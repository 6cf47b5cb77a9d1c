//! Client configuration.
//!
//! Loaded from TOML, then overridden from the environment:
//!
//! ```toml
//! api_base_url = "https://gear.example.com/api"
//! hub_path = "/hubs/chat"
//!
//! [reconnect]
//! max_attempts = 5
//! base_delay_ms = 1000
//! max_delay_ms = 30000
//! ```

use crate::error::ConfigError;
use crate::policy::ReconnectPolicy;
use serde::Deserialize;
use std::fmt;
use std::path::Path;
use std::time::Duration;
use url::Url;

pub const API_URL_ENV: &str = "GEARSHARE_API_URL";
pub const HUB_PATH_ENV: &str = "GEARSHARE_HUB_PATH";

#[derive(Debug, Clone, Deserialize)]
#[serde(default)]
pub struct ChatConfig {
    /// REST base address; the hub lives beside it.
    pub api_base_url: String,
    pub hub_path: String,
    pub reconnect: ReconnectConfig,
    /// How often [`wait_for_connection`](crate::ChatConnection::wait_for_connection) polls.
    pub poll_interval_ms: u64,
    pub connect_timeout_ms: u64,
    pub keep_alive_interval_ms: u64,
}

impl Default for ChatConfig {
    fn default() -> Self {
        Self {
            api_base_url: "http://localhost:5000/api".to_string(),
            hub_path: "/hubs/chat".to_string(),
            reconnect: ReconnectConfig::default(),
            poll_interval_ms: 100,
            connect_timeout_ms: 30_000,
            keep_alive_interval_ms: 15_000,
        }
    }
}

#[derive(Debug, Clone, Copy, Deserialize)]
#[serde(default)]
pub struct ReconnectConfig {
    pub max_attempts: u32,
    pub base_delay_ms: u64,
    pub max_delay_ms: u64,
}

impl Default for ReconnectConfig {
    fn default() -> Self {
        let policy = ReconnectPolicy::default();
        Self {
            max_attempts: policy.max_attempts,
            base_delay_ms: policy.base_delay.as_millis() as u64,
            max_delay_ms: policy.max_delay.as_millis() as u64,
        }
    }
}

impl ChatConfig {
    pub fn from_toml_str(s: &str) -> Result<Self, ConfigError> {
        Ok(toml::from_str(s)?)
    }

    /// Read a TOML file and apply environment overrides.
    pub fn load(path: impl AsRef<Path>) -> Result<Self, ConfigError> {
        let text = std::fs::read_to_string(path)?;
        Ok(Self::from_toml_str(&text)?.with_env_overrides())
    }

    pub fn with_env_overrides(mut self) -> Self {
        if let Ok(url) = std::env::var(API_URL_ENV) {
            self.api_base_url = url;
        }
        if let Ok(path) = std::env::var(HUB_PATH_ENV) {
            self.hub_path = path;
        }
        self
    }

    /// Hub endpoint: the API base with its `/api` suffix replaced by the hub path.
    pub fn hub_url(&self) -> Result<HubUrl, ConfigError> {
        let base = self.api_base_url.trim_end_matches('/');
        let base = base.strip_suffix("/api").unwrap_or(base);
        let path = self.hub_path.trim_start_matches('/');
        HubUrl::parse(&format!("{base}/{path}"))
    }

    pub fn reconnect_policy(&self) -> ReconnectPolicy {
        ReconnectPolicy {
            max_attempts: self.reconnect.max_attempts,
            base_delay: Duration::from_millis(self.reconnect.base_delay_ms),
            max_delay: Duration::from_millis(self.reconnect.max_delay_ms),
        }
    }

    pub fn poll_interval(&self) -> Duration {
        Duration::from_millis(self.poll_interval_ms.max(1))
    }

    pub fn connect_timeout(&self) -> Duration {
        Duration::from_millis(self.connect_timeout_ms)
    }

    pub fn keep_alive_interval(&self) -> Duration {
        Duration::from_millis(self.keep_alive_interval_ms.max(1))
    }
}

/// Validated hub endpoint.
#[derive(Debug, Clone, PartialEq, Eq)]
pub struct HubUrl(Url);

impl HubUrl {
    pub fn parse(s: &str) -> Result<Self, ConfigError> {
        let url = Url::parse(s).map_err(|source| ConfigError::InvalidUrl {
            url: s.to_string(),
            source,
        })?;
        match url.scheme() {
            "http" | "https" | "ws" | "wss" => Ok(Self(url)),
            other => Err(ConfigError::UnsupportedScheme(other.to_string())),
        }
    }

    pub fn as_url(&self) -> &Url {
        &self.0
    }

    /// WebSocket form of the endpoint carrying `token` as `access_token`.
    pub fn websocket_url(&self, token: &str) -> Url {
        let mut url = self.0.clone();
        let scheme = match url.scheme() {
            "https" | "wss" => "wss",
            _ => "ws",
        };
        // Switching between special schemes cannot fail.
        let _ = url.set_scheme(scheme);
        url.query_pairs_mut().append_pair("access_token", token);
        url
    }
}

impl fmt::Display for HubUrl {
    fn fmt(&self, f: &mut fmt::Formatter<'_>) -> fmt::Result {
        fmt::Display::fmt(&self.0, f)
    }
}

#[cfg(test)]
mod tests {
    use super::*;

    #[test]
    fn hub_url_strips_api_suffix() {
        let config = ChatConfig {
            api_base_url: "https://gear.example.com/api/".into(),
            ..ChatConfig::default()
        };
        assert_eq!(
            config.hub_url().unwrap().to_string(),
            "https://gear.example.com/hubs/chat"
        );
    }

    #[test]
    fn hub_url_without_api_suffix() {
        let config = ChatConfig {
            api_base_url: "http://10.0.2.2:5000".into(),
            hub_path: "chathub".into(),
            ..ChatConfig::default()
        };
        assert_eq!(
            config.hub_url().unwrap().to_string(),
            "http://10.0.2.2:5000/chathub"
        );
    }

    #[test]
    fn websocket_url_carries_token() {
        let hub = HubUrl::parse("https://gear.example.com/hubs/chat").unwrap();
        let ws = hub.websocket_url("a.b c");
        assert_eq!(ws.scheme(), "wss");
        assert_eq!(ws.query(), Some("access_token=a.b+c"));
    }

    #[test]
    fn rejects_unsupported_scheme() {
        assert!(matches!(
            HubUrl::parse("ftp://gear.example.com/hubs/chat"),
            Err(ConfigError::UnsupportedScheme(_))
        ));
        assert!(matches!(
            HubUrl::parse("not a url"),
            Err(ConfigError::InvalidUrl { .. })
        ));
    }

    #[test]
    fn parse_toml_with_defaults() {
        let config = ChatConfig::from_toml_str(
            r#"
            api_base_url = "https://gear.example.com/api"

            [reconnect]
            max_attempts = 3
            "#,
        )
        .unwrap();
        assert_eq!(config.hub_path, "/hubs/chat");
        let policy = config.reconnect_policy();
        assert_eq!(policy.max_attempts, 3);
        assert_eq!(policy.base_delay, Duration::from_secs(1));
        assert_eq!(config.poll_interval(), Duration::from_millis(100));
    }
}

---

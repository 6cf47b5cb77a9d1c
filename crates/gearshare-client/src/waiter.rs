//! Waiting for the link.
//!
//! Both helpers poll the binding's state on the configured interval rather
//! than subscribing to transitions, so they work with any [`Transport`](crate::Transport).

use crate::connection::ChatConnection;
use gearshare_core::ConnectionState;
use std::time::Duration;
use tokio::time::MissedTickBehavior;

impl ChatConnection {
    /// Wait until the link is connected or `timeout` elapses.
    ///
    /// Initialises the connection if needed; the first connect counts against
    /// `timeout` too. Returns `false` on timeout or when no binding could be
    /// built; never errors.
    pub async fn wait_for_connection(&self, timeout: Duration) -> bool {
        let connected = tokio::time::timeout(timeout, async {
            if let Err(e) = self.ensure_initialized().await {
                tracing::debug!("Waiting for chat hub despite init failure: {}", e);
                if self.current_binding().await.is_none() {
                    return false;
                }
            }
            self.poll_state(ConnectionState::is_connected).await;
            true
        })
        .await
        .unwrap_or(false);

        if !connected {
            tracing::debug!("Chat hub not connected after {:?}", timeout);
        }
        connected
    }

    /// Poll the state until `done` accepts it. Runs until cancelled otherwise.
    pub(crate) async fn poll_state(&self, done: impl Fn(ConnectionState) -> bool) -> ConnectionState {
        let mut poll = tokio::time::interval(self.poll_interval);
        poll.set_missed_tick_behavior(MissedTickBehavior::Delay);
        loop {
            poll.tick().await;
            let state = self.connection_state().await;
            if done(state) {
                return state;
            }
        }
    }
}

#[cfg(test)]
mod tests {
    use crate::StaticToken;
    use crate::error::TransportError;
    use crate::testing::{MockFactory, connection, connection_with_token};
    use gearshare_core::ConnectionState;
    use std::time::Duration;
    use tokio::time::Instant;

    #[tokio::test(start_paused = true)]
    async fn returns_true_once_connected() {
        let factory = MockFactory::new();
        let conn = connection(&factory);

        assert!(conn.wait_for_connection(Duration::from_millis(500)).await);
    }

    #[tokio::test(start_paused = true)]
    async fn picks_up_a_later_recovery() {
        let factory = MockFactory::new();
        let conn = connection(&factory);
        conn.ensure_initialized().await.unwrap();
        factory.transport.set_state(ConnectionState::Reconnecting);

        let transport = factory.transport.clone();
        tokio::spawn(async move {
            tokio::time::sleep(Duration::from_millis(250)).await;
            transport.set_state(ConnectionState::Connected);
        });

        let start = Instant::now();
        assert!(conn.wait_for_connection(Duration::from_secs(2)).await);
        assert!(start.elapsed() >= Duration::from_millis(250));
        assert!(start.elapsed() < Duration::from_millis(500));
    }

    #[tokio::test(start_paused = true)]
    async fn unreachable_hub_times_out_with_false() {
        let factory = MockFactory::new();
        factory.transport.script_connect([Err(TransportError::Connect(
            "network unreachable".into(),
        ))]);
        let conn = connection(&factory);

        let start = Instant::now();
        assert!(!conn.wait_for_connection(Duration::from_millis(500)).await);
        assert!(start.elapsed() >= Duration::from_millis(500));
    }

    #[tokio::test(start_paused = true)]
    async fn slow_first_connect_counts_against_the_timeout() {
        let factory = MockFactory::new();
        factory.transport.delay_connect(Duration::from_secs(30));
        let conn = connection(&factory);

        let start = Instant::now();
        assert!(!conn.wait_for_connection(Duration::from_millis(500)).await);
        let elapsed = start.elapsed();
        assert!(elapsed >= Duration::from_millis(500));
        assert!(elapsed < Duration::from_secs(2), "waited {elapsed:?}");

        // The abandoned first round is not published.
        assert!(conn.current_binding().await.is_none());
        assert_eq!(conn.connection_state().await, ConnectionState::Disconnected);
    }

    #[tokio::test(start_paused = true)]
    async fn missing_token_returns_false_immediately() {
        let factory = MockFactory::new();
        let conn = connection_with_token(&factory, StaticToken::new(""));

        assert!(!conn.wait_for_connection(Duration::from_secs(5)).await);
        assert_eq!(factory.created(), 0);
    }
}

Exercise details. All that is wanted is the stretch of lines above from the one containing "self.hub_path = path;" through the one containing "let path = self.hub_path.trim_start_matches('/');", duplicated exactly.

Response area.
            self.hub_path = path;
        }
        self
    }

    /// Hub endpoint: the API base with its `/api` suffix replaced by the hub path.
    pub fn hub_url(&self) -> Result<HubUrl, ConfigError> {
        let base = self.api_base_url.trim_end_matches('/');
        let base = base.strip_suffix("/api").unwrap_or(base);
        let path = self.hub_path.trim_start_matches('/');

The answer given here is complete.